In the material below, find the line containing "pub trait WrapError" and the line containing "pub trait WrapOptionError<T>", then reproduce exactly both of them and every line between, and nothing else.

[INPUT — start]

use core::fmt::Debug;

use ahash::HashMap;
use serde::{
    Deserialize,
    Serialize,
};
use serde_string_enum::{
    DeserializeLabeledStringEnum,
    SerializeLabeledStringEnum,
};
use thiserror::Error;

/// One of the six battle statistics.
///
/// The canonical labels are the camel-case keys stored on every Mon. Catalog exports spell the
/// special stats with hyphens, so those spellings are accepted as aliases.
#[derive(
    Debug,
    Clone,
    Copy,
    PartialEq,
    Eq,
    Hash,
    PartialOrd,
    Ord,
    SerializeLabeledStringEnum,
    DeserializeLabeledStringEnum,
)]
pub enum Stat {
    #[string = "hp"]
    #[alias = "Hit Points"]
    HP,
    #[string = "attack"]
    #[alias = "atk"]
    Atk,
    #[string = "defense"]
    #[alias = "def"]
    Def,
    #[string = "spAttack"]
    #[alias = "special-attack"]
    #[alias = "Special Attack"]
    #[alias = "spa"]
    SpAtk,
    #[string = "spDefense"]
    #[alias = "special-defense"]
    #[alias = "Special Defense"]
    #[alias = "spd"]
    SpDef,
    #[string = "speed"]
    #[alias = "spe"]
    Spe,
}

impl Stat {
    /// All stats, in table order.
    pub const ALL: [Stat; 6] = [
        Stat::HP,
        Stat::Atk,
        Stat::Def,
        Stat::SpAtk,
        Stat::SpDef,
        Stat::Spe,
    ];
}

/// A map of values for each stat.
pub type StatMap<T> = HashMap<Stat, T>;

/// A stat table that may be missing entries, as read from loosely-typed input.
pub type PartialStatTable = StatMap<u16>;

/// Error for a stat table that is required to define all six stats.
#[derive(Error, Debug, Clone, PartialEq, Eq)]
#[error("stat table is missing {missing}")]
pub struct IncompleteStatTableError {
    pub missing: Stat,
}

/// Iterator over the entries of a [`StatTable`].
pub struct StatTableEntries<'s> {
    table: &'s StatTable,
    next: usize,
}

impl<'s> Iterator for StatTableEntries<'s> {
    type Item = (Stat, u16);

    fn next(&mut self) -> Option<Self::Item> {
        let stat = *Stat::ALL.get(self.next)?;
        self.next += 1;
        Some((stat, self.table.get(stat)))
    }
}

/// A full stat table.
///
/// Used for base stats, individual values, and derived stats alike. Missing keys deserialize to
/// zero; use [`StatTable::complete`] where every stat must be present.
#[derive(Debug, Default, Clone, PartialEq, Eq, Hash, Serialize, Deserialize)]
pub struct StatTable {
    #[serde(default)]
    pub hp: u16,
    #[serde(default, rename = "attack")]
    pub atk: u16,
    #[serde(default, rename = "defense")]
    pub def: u16,
    #[serde(default, rename = "spAttack", alias = "special-attack")]
    pub spa: u16,
    #[serde(default, rename = "spDefense", alias = "special-defense")]
    pub spd: u16,
    #[serde(default, rename = "speed")]
    pub spe: u16,
}

impl StatTable {
    /// Creates a table with the same value for every stat.
    pub fn uniform(value: u16) -> Self {
        Self {
            hp: value,
            atk: value,
            def: value,
            spa: value,
            spd: value,
            spe: value,
        }
    }

    /// Builds a table from a partial one, failing on the first missing stat.
    pub fn complete(table: &PartialStatTable) -> Result<Self, IncompleteStatTableError> {
        Stat::ALL
            .iter()
            .map(|stat| {
                table
                    .get(stat)
                    .map(|value| (*stat, *value))
                    .ok_or(IncompleteStatTableError { missing: *stat })
            })
            .collect()
    }

    /// Returns the value for the given stat.
    pub fn get(&self, stat: Stat) -> u16 {
        match stat {
            Stat::HP => self.hp,
            Stat::Atk => self.atk,
            Stat::Def => self.def,
            Stat::SpAtk => self.spa,
            Stat::SpDef => self.spd,
            Stat::Spe => self.spe,
        }
    }

    /// Sets the given value in the stat table.
    pub fn set(&mut self, stat: Stat, value: u16) {
        let entry = match stat {
            Stat::HP => &mut self.hp,
            Stat::Atk => &mut self.atk,
            Stat::Def => &mut self.def,
            Stat::SpAtk => &mut self.spa,
            Stat::SpDef => &mut self.spd,
            Stat::Spe => &mut self.spe,
        };
        *entry = value;
    }

    /// Creates an iterator over all stat entries.
    pub fn entries(&self) -> StatTableEntries<'_> {
        StatTableEntries {
            table: self,
            next: 0,
        }
    }

    /// Creates an iterator over all stat values.
    pub fn values(&self) -> impl Iterator<Item = u16> + '_ {
        self.entries().map(|(_, value)| value)
    }
}

impl From<&PartialStatTable> for StatTable {
    fn from(value: &PartialStatTable) -> Self {
        value.iter().map(|(stat, value)| (*stat, *value)).collect()
    }
}

impl FromIterator<(Stat, u16)> for StatTable {
    fn from_iter<T: IntoIterator<Item = (Stat, u16)>>(iter: T) -> Self {
        let mut out = StatTable::default();
        for (stat, value) in iter {
            out.set(stat, value);
        }
        out
    }
}

impl<'s> IntoIterator for &'s StatTable {
    type IntoIter = StatTableEntries<'s>;
    type Item = (Stat, u16);
    fn into_iter(self) -> Self::IntoIter {
        self.entries()
    }
}
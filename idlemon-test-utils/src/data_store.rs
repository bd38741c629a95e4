use ahash::{
    HashMap,
    HashMapExt,
};
use anyhow::Result;
use idlemon::{
    DataStore,
    ItemData,
    LocalDataStore,
    MoveData,
    ShopEntry,
    SpeciesData,
};

/// Wrapper around a [`LocalDataStore`] for testing.
///
/// Loads the catalog shipped with `idlemon-data`. Fake species can be inserted exclusively for the
/// test, shadowing catalog entries.
pub struct TestDataStore {
    local: LocalDataStore,
    fake_species: HashMap<u32, SpeciesData>,
}

impl TestDataStore {
    /// Directory of the catalog shipped with `idlemon-data`.
    pub const CATALOG_DIR: &str = concat!(env!("CARGO_MANIFEST_DIR"), "/../idlemon-data/data");

    pub fn new() -> Result<Self> {
        Ok(Self {
            local: LocalDataStore::new(Self::CATALOG_DIR)?,
            fake_species: HashMap::new(),
        })
    }

    pub fn new_from_env(env_var: &str) -> Result<Self> {
        Ok(Self {
            local: LocalDataStore::new_from_env(env_var)?,
            fake_species: HashMap::new(),
        })
    }

    pub fn add_fake_species(&mut self, species: SpeciesData) {
        self.fake_species.insert(species.pokedex_id, species);
    }

    /// Mutable access to the underlying catalog.
    pub fn local_mut(&mut self) -> &mut LocalDataStore {
        &mut self.local
    }
}

impl DataStore for TestDataStore {
    fn get_species(&self, pokedex_id: u32) -> Result<Option<SpeciesData>> {
        match self.fake_species.get(&pokedex_id) {
            Some(species) => Ok(Some(species.clone())),
            None => self.local.get_species(pokedex_id),
        }
    }

    fn get_move(&self, id: u32) -> Result<Option<MoveData>> {
        self.local.get_move(id)
    }

    fn get_item(&self, id: u32) -> Result<Option<ItemData>> {
        self.local.get_item(id)
    }

    fn get_item_by_name(&self, name: &str) -> Result<Option<ItemData>> {
        self.local.get_item_by_name(name)
    }

    fn get_shop_entry(&self, id: u32) -> Result<Option<ShopEntry>> {
        self.local.get_shop_entry(id)
    }

    fn all_shop_entries(&self) -> Result<Vec<ShopEntry>> {
        self.local.all_shop_entries()
    }
}
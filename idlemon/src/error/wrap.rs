use core::{
    fmt::Display,
    panic::Location,
};

use anyhow::Error;

use crate::error::{
    general_error,
    not_found_error,
};

/// Message layered on top of another error.
///
/// The alternate form also prints where the message was added.
struct Context {
    message: String,
    location: &'static Location<'static>,
}

impl Display for Context {
    fn fmt(&self, f: &mut core::fmt::Formatter<'_>) -> core::fmt::Result {
        if f.alternate() {
            write!(f, "{} ({})", self.message, self.location)
        } else {
            f.write_str(&self.message)
        }
    }
}

impl core::fmt::Debug for Context {
    fn fmt(&self, f: &mut core::fmt::Formatter<'_>) -> core::fmt::Result {
        write!(f, "{:#}", self)
    }
}

/// Converts an error into [`Error`].
pub trait WrapError {
    #[track_caller]
    fn wrap_error(self) -> Error;

    /// Converts the error, layering a message on top of it.
    #[track_caller]
    fn wrap_error_with_context<M>(self, message: M) -> Error
    where
        M: Display;
}

impl<E> WrapError for E
where
    E: Into<Error>,
{
    #[track_caller]
    fn wrap_error(self) -> Error {
        self.into()
    }

    #[track_caller]
    fn wrap_error_with_context<M>(self, message: M) -> Error
    where
        M: Display,
    {
        Into::<Error>::into(self).context(Context {
            message: message.to_string(),
            location: Location::caller(),
        })
    }
}

/// [`WrapError`] for the error of a [`Result`].
pub trait WrapResultError<T> {
    #[track_caller]
    fn wrap_error(self) -> Result<T, Error>;

    #[track_caller]
    fn wrap_error_with_context<M>(self, message: M) -> Result<T, Error>
    where
        M: Display;
}

impl<T, E> WrapResultError<T> for Result<T, E>
where
    E: WrapError,
{
    #[track_caller]
    fn wrap_error(self) -> Result<T, Error> {
        match self {
            Ok(val) => Ok(val),
            Err(error) => Err(error.wrap_error()),
        }
    }

    #[track_caller]
    fn wrap_error_with_context<M>(self, message: M) -> Result<T, Error>
    where
        M: Display,
    {
        match self {
            Ok(val) => Ok(val),
            Err(error) => Err(error.wrap_error_with_context(message)),
        }
    }
}

/// Turns a missing value into an [`Error`].
pub trait WrapOptionError<T> {
    /// Fails with a [`GeneralError`][`crate::error::GeneralError`] if the value is missing.
    #[track_caller]
    fn wrap_expectation<M>(self, message: M) -> Result<T, Error>
    where
        M: Display;

    /// Fails with a [`NotFoundError`][`crate::error::NotFoundError`] if the value is missing.
    #[track_caller]
    fn wrap_not_found<I>(self, record: &'static str, id: I) -> Result<T, Error>
    where
        I: Display;
}

impl<T> WrapOptionError<T> for Option<T> {
    #[track_caller]
    fn wrap_expectation<M>(self, message: M) -> Result<T, Error>
    where
        M: Display,
    {
        match self {
            Some(val) => Ok(val),
            None => Err(general_error(message)),
        }
    }

    #[track_caller]
    fn wrap_not_found<I>(self, record: &'static str, id: I) -> Result<T, Error>
    where
        I: Display,
    {
        match self {
            Some(val) => Ok(val),
            None => Err(not_found_error(record, id)),
        }
    }
}
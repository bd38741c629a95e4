use std::{
    any::Any,
    collections::hash_map::Entry,
};

use ahash::{
    HashMap,
    HashMapExt,
};
use idlemon_prng::{
    LcgRandomSource,
    RandomSource,
};

/// A controlled random number generator, for tests that need fine-grained control over dice rolls.
///
/// Values are counted from 1. A fake value replaces the value at its position in the sequence.
pub struct ControlledRandomNumberGenerator {
    count: usize,
    fake_values: HashMap<usize, u64>,
    real: LcgRandomSource,
}

impl ControlledRandomNumberGenerator {
    pub fn new(seed: Option<u64>) -> Self {
        Self {
            count: 0,
            fake_values: HashMap::new(),
            real: LcgRandomSource::new(seed),
        }
    }
}

impl RandomSource for ControlledRandomNumberGenerator {
    fn initial_seed(&self) -> u64 {
        self.real.initial_seed()
    }

    fn next(&mut self) -> u64 {
        // Roll the underlying source to keep the sequence consistent, even if we do not use the
        // value.
        let next = self.real.next();
        self.count += 1;
        match self.fake_values.entry(self.count) {
            Entry::Occupied(fake_entry) => fake_entry.remove(),
            Entry::Vacant(_) => next,
        }
    }

    fn as_any_mut(&mut self) -> &mut dyn Any {
        self
    }
}

impl ControlledRandomNumberGenerator {
    /// Number of values consumed so far.
    pub fn sequence_count(&self) -> usize {
        self.count
    }

    pub fn insert_fake_value(&mut self, count: usize, value: u64) {
        self.fake_values.insert(count, value);
    }

    pub fn insert_fake_values<I>(&mut self, iterable: I)
    where
        I: IntoIterator<Item = (usize, u64)>,
    {
        self.fake_values.extend(iterable);
    }

    /// Inserts fake values positioned relative to the values already consumed.
    ///
    /// Position 1 is the next value consumed.
    pub fn insert_fake_values_relative_to_sequence_count<I>(&mut self, iterable: I)
    where
        I: IntoIterator<Item = (usize, u64)>,
    {
        let count = self.count;
        self.fake_values.extend(
            iterable
                .into_iter()
                .map(|(offset, value)| (offset + count, value)),
        );
    }
}

/// Downcasts a boxed random source created for a test.
pub fn get_controlled_rng(
    rng: &mut dyn RandomSource,
) -> Option<&mut ControlledRandomNumberGenerator> {
    rng.as_any_mut()
        .downcast_mut::<ControlledRandomNumberGenerator>()
}

#[cfg(test)]
mod rng_test {
    use idlemon_prng::{
        LcgRandomSource,
        RandomSource,
    };
    use pretty_assertions::assert_eq;

    use crate::{
        ControlledRandomNumberGenerator,
        get_controlled_rng,
    };

    #[test]
    fn replaces_values_at_positions() {
        let mut rng = ControlledRandomNumberGenerator::new(Some(7));
        let mut real = LcgRandomSource::new(Some(7));
        rng.insert_fake_values([(2, 100), (3, 200)]);
        assert_eq!(rng.next(), real.next());
        assert_eq!(rng.next(), 100);
        assert_eq!(rng.next(), 200);
        real.next();
        real.next();
        assert_eq!(rng.next(), real.next());
        assert_eq!(rng.sequence_count(), 4);
    }

    #[test]
    fn inserts_values_relative_to_sequence() {
        let mut rng = ControlledRandomNumberGenerator::new(Some(7));
        rng.next();
        rng.next();
        rng.insert_fake_values_relative_to_sequence_count([(1, 5)]);
        assert_eq!(rng.next(), 5);
    }

    #[test]
    fn downcasts_from_random_source() {
        let mut boxed: Box<dyn RandomSource> = Box::new(ControlledRandomNumberGenerator::new(None));
        assert!(get_controlled_rng(boxed.as_mut()).is_some());
        let mut real: Box<dyn RandomSource> = Box::new(LcgRandomSource::new(None));
        assert!(get_controlled_rng(real.as_mut()).is_none());
    }
}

[INPUT — finish]

» **WRITTEN RESPONSE**:
pub trait WrapError {
    #[track_caller]
    fn wrap_error(self) -> Error;

    /// Converts the error, layering a message on top of it.
    #[track_caller]
    fn wrap_error_with_context<M>(self, message: M) -> Error
    where
        M: Display;
}

impl<E> WrapError for E
where
    E: Into<Error>,
{
    #[track_caller]
    fn wrap_error(self) -> Error {
        self.into()
    }

    #[track_caller]
    fn wrap_error_with_context<M>(self, message: M) -> Error
    where
        M: Display,
    {
        Into::<Error>::into(self).context(Context {
            message: message.to_string(),
            location: Location::caller(),
        })
    }
}

/// [`WrapError`] for the error of a [`Result`].
pub trait WrapResultError<T> {
    #[track_caller]
    fn wrap_error(self) -> Result<T, Error>;

    #[track_caller]
    fn wrap_error_with_context<M>(self, message: M) -> Result<T, Error>
    where
        M: Display;
}

impl<T, E> WrapResultError<T> for Result<T, E>
where
    E: WrapError,
{
    #[track_caller]
    fn wrap_error(self) -> Result<T, Error> {
        match self {
            Ok(val) => Ok(val),
            Err(error) => Err(error.wrap_error()),
        }
    }

    #[track_caller]
    fn wrap_error_with_context<M>(self, message: M) -> Result<T, Error>
    where
        M: Display,
    {
        match self {
            Ok(val) => Ok(val),
            Err(error) => Err(error.wrap_error_with_context(message)),
        }
    }
}

/// Turns a missing value into an [`Error`].
pub trait WrapOptionError<T> {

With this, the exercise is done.